Baby’s genes affect mom’s cholesterol levels

A group of Belgian researchers has determined that a pregnant woman’s ability to metabolize fats is determined not only by her genes but by her baby’s genes as well. The details of their findings appear in the November issue of the Journal of Lipid Research, an American Society for Biochemistry and Molecular Biology journal.


The researchers, led by Olivier S. Descamps of the Centre de Recherche Médicale de Jolimont in Haine Saint-Paul and of the Université Catholique de Louvain in Brussels, studied genes and proteins involved in fat metabolism from the blood and placenta of 525 pregnant women. Because all cells from the placenta originate from the fetus, they are a good indication of the genes and proteins produced by the baby.

Descamps and his co-workers discovered that the baby’s genes had almost as much influence as the mother’s genes on her lipoprotein levels. Because increased levels of lipoproteins can lead to pre-eclampsia and pancreatitis in pregnant women and also increase their future risk of cardiovascular disease, these findings are of particular interest to the medical community.

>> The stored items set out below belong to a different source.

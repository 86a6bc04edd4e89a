use std::fmt::Display;

use serde::{Deserialize, Serialize};
use utoipa::ToSchema;

/// A report filed against a piece of content.
///
/// Fields are kept as plain strings so that an incomplete report can still be decoded
/// and rejected field by field.
#[derive(Debug, Clone, Default, Serialize, Deserialize, ToSchema, PartialEq, Eq)]
pub struct Report {
    #[serde(default)]
    pub id: String,
    #[serde(default)]
    pub content: String,
    /// What kind of entity is being reported, e.g. `post` or `profile`.
    #[serde(default, rename = "type")]
    pub kind: String,
    /// The id of the reported entity.
    #[serde(default)]
    pub type_id: String,
    #[serde(default)]
    pub reason: String,
    /// One of the [`ReportStatus`] values, `pending` or `completed`. Only emptiness is
    /// checked on write, so any other value is stored but never shows up in a status
    /// listing.
    #[serde(default)]
    pub status: String,
    #[serde(default)]
    pub creator_id: String,
}

impl Report {
    pub fn has_status(&self, status: ReportStatus) -> bool {
        self.status == status.as_str()
    }
}

/// The statuses reports are listed by. These are the only values a report's `status`
/// is expected to carry.
#[derive(Debug, Clone, Copy, Serialize, Deserialize, ToSchema, PartialEq, Eq)]
#[serde(rename_all = "lowercase")]
pub enum ReportStatus {
    Pending,
    Completed,
}

impl ReportStatus {
    pub fn as_str(&self) -> &'static str {
        match self {
            ReportStatus::Pending => "pending",
            ReportStatus::Completed => "completed",
        }
    }
}

impl Display for ReportStatus {
    fn fmt(&self, f: &mut std::fmt::Formatter<'_>) -> std::fmt::Result {
        f.write_str(self.as_str())
    }
}

#[cfg(test)]
mod tests {
    use super::*;

    #[test]
    fn missing_fields_decode_as_empty() {
        let report: Report = serde_json::from_str(r#"{"id": "r1", "type": "post"}"#).unwrap();

        assert_eq!("r1", report.id);
        assert_eq!("post", report.kind);
        assert!(report.reason.is_empty());
    }

    #[test]
    fn status_matches_its_wire_value() {
        let report = Report {
            status: "completed".into(),
            ..Default::default()
        };

        assert!(report.has_status(ReportStatus::Completed));
        assert!(!report.has_status(ReportStatus::Pending));
    }

    #[test]
    fn unknown_status_matches_no_listing() {
        let report = Report {
            status: "garbage".into(),
            ..Default::default()
        };

        assert!(!report.has_status(ReportStatus::Completed));
        assert!(!report.has_status(ReportStatus::Pending));
    }
}
use crate::error::PostServiceError;
use error_stack::Report;

pub mod error;
mod metrics;
pub mod routes;
pub mod service;
pub mod state;

#[cfg(test)]
mod tests;

pub type ServiceResult<T> = Result<T, Report<PostServiceError>>;
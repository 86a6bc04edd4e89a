use crate::{RepoInitErr, RepoInitResult};
use bson::{Document, doc};
use engine::{QueryOpts, SortOrder};
use error_stack::ResultExt;
use mongodb::options::FindOptions;
use mongodb::{Client, Database};
use tracing::debug;

pub mod posts;
pub mod reports;

pub use posts::PostRepo;
pub use reports::ReportRepo;

pub enum ConnectionDetails {
    Url(String),
}

/// Opens a client and checks the server answers before handing out the database.
pub async fn connect(
    connection_details: ConnectionDetails,
    db_name: &str,
) -> RepoInitResult<Database> {
    let client = match connection_details {
        ConnectionDetails::Url(url) => Client::with_uri_str(url)
            .await
            .change_context(RepoInitErr)
            .attach("failed to create client connection to mongodb instance")?,
    };

    let db = client.database(db_name);
    db.run_command(doc! { "ping": 1 })
        .await
        .change_context(RepoInitErr)
        .attach_with(|| format!("mongodb database '{db_name}' did not answer ping"))?;

    debug!("connected to mongodb database '{db_name}'");
    Ok(db)
}

/// Skip, limit and sort for one page. `None` means the page is empty by definition
/// (size 0), since a zero limit means "no limit" to mongodb.
fn find_options(opts: &QueryOpts) -> Option<FindOptions> {
    let limit = i64::try_from(opts.limit()).ok().filter(|l| *l > 0)?;

    Some(
        FindOptions::builder()
            .skip(opts.offset())
            .limit(limit)
            .sort(sort_document(opts))
            .build(),
    )
}

fn sort_document(opts: &QueryOpts) -> Option<Document> {
    let field = match opts.sort_by.as_deref()? {
        "id" => "_id",
        other => other,
    };
    let direction = match opts.order.unwrap_or(SortOrder::Desc) {
        SortOrder::Asc => 1,
        SortOrder::Desc => -1,
    };
    Some(doc! { field: direction })
}
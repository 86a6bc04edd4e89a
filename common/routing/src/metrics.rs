use axum::extract::{MatchedPath, Request};
use axum::middleware::Next;
use axum::response::IntoResponse;
use error_stack::{Report, ResultExt};
use metrics_exporter_prometheus::{Matcher, PrometheusBuilder, PrometheusHandle};
use tokio::time::Instant;

const REQUEST_DURATION_METRIC_NAME: &str = "http_requests_duration_seconds";
const REQUEST_SIZE_METRIC_NAME: &str = "http_request_size";
const REQUESTS_TOTAL_METRIC_NAME: &str = "http_requests_total";

#[derive(Debug, thiserror::Error)]
#[error("failed to set up the metrics recorder")]
pub struct MetricsSetupErr;

/// Installs the global prometheus recorder. Can only succeed once per process.
pub fn setup_recorder() -> Result<PrometheusHandle, Report<MetricsSetupErr>> {
    const EXPONENTIAL_SECONDS: &[f64] = &[0.005, 0.01, 0.05, 0.1, 0.25, 0.5, 1.0, 2.5, 5.0, 10.0];

    const REQ_RES_BUCKETS: &[f64] = &[128.0, 256.0, 512.0, 1024.0, 2048.0, 4096.0, 8192.0, 16384.0];

    PrometheusBuilder::new()
        .set_buckets_for_metric(
            Matcher::Full(REQUEST_DURATION_METRIC_NAME.to_string()),
            EXPONENTIAL_SECONDS,
        )
        .change_context(MetricsSetupErr)?
        .set_buckets_for_metric(
            Matcher::Full(REQUEST_SIZE_METRIC_NAME.to_string()),
            REQ_RES_BUCKETS,
        )
        .change_context(MetricsSetupErr)?
        .install_recorder()
        .change_context(MetricsSetupErr)
}

pub async fn track_http(req: Request, next: Next) -> impl IntoResponse {
    let path = if let Some(matched_path) = req.extensions().get::<MatchedPath>() {
        matched_path.as_str().to_owned()
    } else {
        req.uri().path().to_owned()
    };

    if path.ends_with("metrics") {
        return next.run(req).await;
    }

    let method = req.method().clone();

    let req_size = req
        .headers()
        .get("Content-Length")
        .and_then(|v| v.to_str().ok())
        .and_then(|s| s.parse::<usize>().ok());

    if let Some(req_size) = req_size {
        metrics::histogram!(REQUEST_SIZE_METRIC_NAME).record(req_size as f64);
    }

    let start = Instant::now();
    let response = next.run(req).await;

    let latency = start.elapsed().as_secs_f64();
    let status = response.status().as_u16().to_string();

    let labels = [
        ("method", method.to_string()),
        ("path", path),
        ("status", status),
    ];

    metrics::counter!(REQUESTS_TOTAL_METRIC_NAME, &labels).increment(1);
    metrics::histogram!(REQUEST_DURATION_METRIC_NAME, &labels).record(latency);
    response
}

“The lipoprotein particle is composed of proteins called apolipoproteins and lipids such as cholesterol and triglycerides.” explains Descamps. “Lipoproteins represent the only way for lipids, which are insoluble in water, to be transported through the blood circulation, composed exclusively of water.”

The study focused on two specific proteins involved in lipid metabolism, lipoprotein lipase and apolipoprotein E. “Apolipoprotein E and lipoprotein lipase play important roles in the degradation of triglyceride-rich lipoproteins,” notes Descamps. “In pregnant women, the concentrations of these lipoproteins are particularly very high and it is thought that these lipoproteins are the forms that carry the lipids to the placenta.

The researchers looked at several genetic variations (also known as polymorphisms) of lipoprotein lipase and apolipoprotein E that are known to influence the concentrations of triglycerides and cholesterol in the general population. They found that when these polymorphisms were present in the babies, their mothers’ triglyceride and cholesterol levels were influenced to the same extent that they would be if the polymorphisms were present in the mothers. However, when both the mother and fetus expressed the same polymorphism, the results were not always as predicted. For example, a genetic variation that raises the levels of triglycerides and cholesterol when expressed in mothers may lower these levels when it is expressed simultaneously by the fetus in the placenta.

These findings have implications for many women who are advised not to have children due to genetic defects in lipoprotein metabolism. Because their fetuses can compensate for their defects, the women may actually be able to bear children without complications.